Ellah Wakatama will deliver Stanford University’s Center for African Studies annual lecture. Wakatama is Editor-at-Large at Canongate and chair of the Ako Caine Prize for African Writing. The title of the lecture is “We Have New Names.” Using NoViolet Bulawayo’s We Need New Names as the starting point, Wakatama will look at how “new movements in genre fiction by writers from Africa and her Diaspora are providing new definitions and telling new stories about the past, present and future.”

The event is co-sponsored by various Stanford University departments and programs, including AAAS, CCSRE, Creative Writing Program, Department of English, Institute for Diversity in the Arts, and Comparative Literature.

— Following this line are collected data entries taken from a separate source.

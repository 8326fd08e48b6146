pub mod models;
pub mod url;
pub mod zowa;

pub use models::ApiVideo;
pub use url::extract_video_id;
pub use zowa::ZowaExtractor;
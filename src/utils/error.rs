//! Error handling for Zowaloader

use thiserror::Error;

/// Main error type for Zowaloader
#[derive(Debug, Error)]
pub enum ZowaloaderError {
    #[error("cannot get video id from URL {0} (format must be https://zowa.app/play/[id])")]
    InvalidUrl(String),

    #[error("Zowa API reported status code {0}")]
    ApiStatus(u16),

    #[error("manifest fetch reported status code {0}")]
    ManifestStatus(u16),

    #[error("unable to find .m3u8 link in API response")]
    MissingManifestUrl,

    #[error("requested resolution {0}p is not offered by the manifest")]
    ResolutionUnavailable(u32),

    #[error("an output directory is required to download")]
    MissingOutputDir,

    #[error("ffmpeg not found. Please install ffmpeg")]
    FfmpegNotFound,

    #[error("ffmpeg exited with {0}")]
    RemuxFailed(std::process::ExitStatus),

    #[error("Network error: {0}")]
    NetworkError(#[from] reqwest::Error),

    #[error("IO error: {0}")]
    IoError(#[from] std::io::Error),

    #[error("Serialization error: {0}")]
    SerializationError(#[from] serde_json::Error),
}
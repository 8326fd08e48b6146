//! Run configuration

use crate::manifest::Action;
use std::path::PathBuf;

/// Zowa API endpoint the video id is appended to.
pub const DEFAULT_API_BASE: &str = "https://api.zowa.app/api/v2/videos/pwa/";

/// Configuration for one run, threaded by reference through the pipeline.
///
/// Verbosity is an explicit field here rather than ambient process state;
/// `main` maps it to the log level before the pipeline starts.
#[derive(Debug, Clone)]
pub struct AppConfig {
    /// Playback page URL to resolve
    pub playback_url: String,

    /// API endpoint the video id is appended to
    pub api_base: String,

    /// How the final rendition is chosen
    pub action: Action,

    /// Directory the final .mp4 is written to (not needed when listing)
    pub output_dir: Option<PathBuf>,

    /// Enable debug diagnostics
    pub verbose: bool,
}

impl Default for AppConfig {
    fn default() -> Self {
        Self {
            playback_url: String::new(),
            api_base: DEFAULT_API_BASE.to_string(),
            action: Action::Best,
            output_dir: None,
            verbose: false,
        }
    }
}

#[cfg(test)]
mod tests {
    use super::*;

    #[test]
    fn test_default_config() {
        let config = AppConfig::default();
        assert_eq!(config.api_base, DEFAULT_API_BASE);
        assert_eq!(config.action, Action::Best);
        assert!(config.output_dir.is_none());
        assert!(!config.verbose);
    }
}
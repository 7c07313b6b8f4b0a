//! Application services layer - Use cases and business logic.
//!
//! Services orchestrate domain logic and infrastructure to fulfill
//! application use cases. They depend on the repository trait, not on
//! a concrete store.

mod user_service;

pub use user_service::{UserManager, UserService};
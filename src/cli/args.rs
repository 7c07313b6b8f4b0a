//! CLI argument definitions.
//!
//! Uses clap derive macros for type-safe argument parsing.

use clap::{Parser, Subcommand};

/// Clinic user service
#[derive(Parser, Debug)]
#[command(name = "clinic-users")]
#[command(author, version, about, long_about = None)]
pub struct Cli {
    /// Enable verbose logging
    #[arg(short, long, global = true)]
    pub verbose: bool,

    #[command(subcommand)]
    pub command: Commands,
}

/// Available CLI commands
#[derive(Subcommand, Debug)]
pub enum Commands {
    /// Start the HTTP server
    Serve(ServeArgs),

    /// Run database migrations
    Migrate(MigrateArgs),
}

/// Arguments for the serve command
#[derive(Parser, Debug)]
pub struct ServeArgs {
    /// Host to bind to (overrides SERVER_HOST)
    #[arg(short = 'H', long)]
    pub host: Option<String>,

    /// Port to listen on (overrides SERVER_PORT)
    #[arg(short, long)]
    pub port: Option<u16>,
}

/// Arguments for the migrate command
#[derive(Parser, Debug)]
pub struct MigrateArgs {
    #[command(subcommand)]
    pub action: MigrateAction,
}

/// Migration actions
#[derive(Subcommand, Debug, PartialEq, Eq)]
pub enum MigrateAction {
    /// Run pending migrations
    Up,
    /// Rollback last migration
    Down,
    /// Show migration status
    Status,
    /// Reset and re-run all migrations
    Fresh,
}

#[cfg(test)]
mod tests {
    use super::*;

    #[test]
    fn test_parse_serve_flags() {
        let cli = Cli::try_parse_from(["clinic-users", "serve", "--port", "8080", "-H", "127.0.0.1"]).unwrap();
        match cli.command {
            Commands::Serve(args) => {
                assert_eq!(args.port, Some(8080));
                assert_eq!(args.host.as_deref(), Some("127.0.0.1"));
            }
            other => panic!("unexpected command: {:?}", other),
        }
    }

    #[test]
    fn test_parse_migrate_with_global_verbose() {
        let cli = Cli::try_parse_from(["clinic-users", "migrate", "status", "--verbose"]).unwrap();
        assert!(cli.verbose);
        match cli.command {
            Commands::Migrate(args) => assert_eq!(args.action, MigrateAction::Status),
            other => panic!("unexpected command: {:?}", other),
        }
    }

    #[test]
    fn test_unknown_subcommand_rejected() {
        assert!(Cli::try_parse_from(["clinic-users", "seed"]).is_err());
    }
}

Date: Thursday, May 13th 2021; Time: 12pm. The lecture is virtual and free, but you do have to save yourself a spot. Follow this link to rsvp. Read Ellah Wakatama’s full bio below:

Ellah Wakatama was born in Zimbabwe, attended college and graduate school in the U.S., and now resides in London. She is editor-at-large at Canongate Books Ltd., a senior research fellow at Manchester University (Centre for New Writing), and chair of the Caine Prize for African Writing. Allfrey is also a trustee of The Royal Literary Fund and the Caine Prize for African Writing, and sits on the Advisory Board for Art for Amnesty as well as on the Editorial Advisory Panel of the Johannesburg Review of Books.

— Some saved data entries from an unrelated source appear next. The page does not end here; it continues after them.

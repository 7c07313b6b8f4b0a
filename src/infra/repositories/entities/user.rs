//! User database entity for SeaORM.

use sea_orm::entity::prelude::*;

use crate::domain::{User, UserRole};
use crate::errors::AppError;

#[derive(Clone, Debug, PartialEq, Eq, DeriveEntityModel)]
#[sea_orm(table_name = "users")]
pub struct Model {
    #[sea_orm(primary_key, auto_increment = false)]
    pub id: Uuid,
    pub name: String,
    #[sea_orm(unique)]
    pub email: String,
    /// bcrypt hash; the column keeps its historical name
    #[sea_orm(column_name = "password")]
    pub password_hash: String,
    pub role: String,
    pub created_at: DateTimeUtc,
    pub updated_at: DateTimeUtc,
}

#[derive(Copy, Clone, Debug, EnumIter, DeriveRelation)]
pub enum Relation {}

impl ActiveModelBehavior for ActiveModel {}

/// Convert database model to domain entity.
///
/// Fails only if the row holds a role outside the known set.
impl TryFrom<Model> for User {
    type Error = AppError;

    fn try_from(model: Model) -> Result<Self, Self::Error> {
        let role: UserRole = model.role.parse().map_err(|_| {
            AppError::internal(format!("User {} has unknown role {:?}", model.id, model.role))
        })?;

        Ok(User {
            id: model.id,
            name: model.name,
            email: model.email,
            password_hash: model.password_hash,
            role,
            created_at: model.created_at,
            updated_at: model.updated_at,
        })
    }
}
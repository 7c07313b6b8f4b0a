//! Password value object - Domain layer password handling.
//!
//! Plain text never leaves this module; callers only see the bcrypt hash.

use crate::config::{MIN_PASSWORD_LENGTH, MSG_INVALID_PASSWORD};
use crate::errors::{AppError, AppResult};

/// Hashed password ready for storage.
#[derive(Clone)]
pub struct Password {
    hash: String,
}

// Don't expose hash in debug output
impl std::fmt::Debug for Password {
    fn fmt(&self, f: &mut std::fmt::Formatter<'_>) -> std::fmt::Result {
        f.debug_struct("Password")
            .field("hash", &"[REDACTED]")
            .finish()
    }
}

impl Password {
    /// Create a new password by hashing the plain text with the given bcrypt cost.
    ///
    /// # Errors
    /// Returns a validation error if the password is shorter than
    /// `MIN_PASSWORD_LENGTH` characters, and an internal error if bcrypt
    /// rejects the cost.
    pub fn new(plain_text: &str, cost: u32) -> AppResult<Self> {
        if (plain_text.chars().count() as u64) < MIN_PASSWORD_LENGTH {
            return Err(AppError::validation(MSG_INVALID_PASSWORD));
        }

        let hash = Self::hash(plain_text, cost)?;
        Ok(Self { hash })
    }

    /// Consume and return the hash string for storage.
    pub fn into_string(self) -> String {
        self.hash
    }

    fn hash(plain_text: &str, cost: u32) -> AppResult<String> {
        bcrypt::hash(plain_text, cost)
            .map_err(|e| AppError::internal(format!("Password hash failed: {}", e)))
    }
}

Allfrey edited Africa39 (2014) and the anthology Safe House: Explorations in Creative Nonfiction (2016); she is also a contributor to New Daughters of Africa (2019) and wrote the introduction to Kojo Laing’s Woman of the Aeroplanes (2012). She was made Officer of the Most Excellent Order of the British Empire (OBE) for services to the publishing industry in 2011, and in 2016 was named one of New African Magazine’s “100 Most Influential Africans.”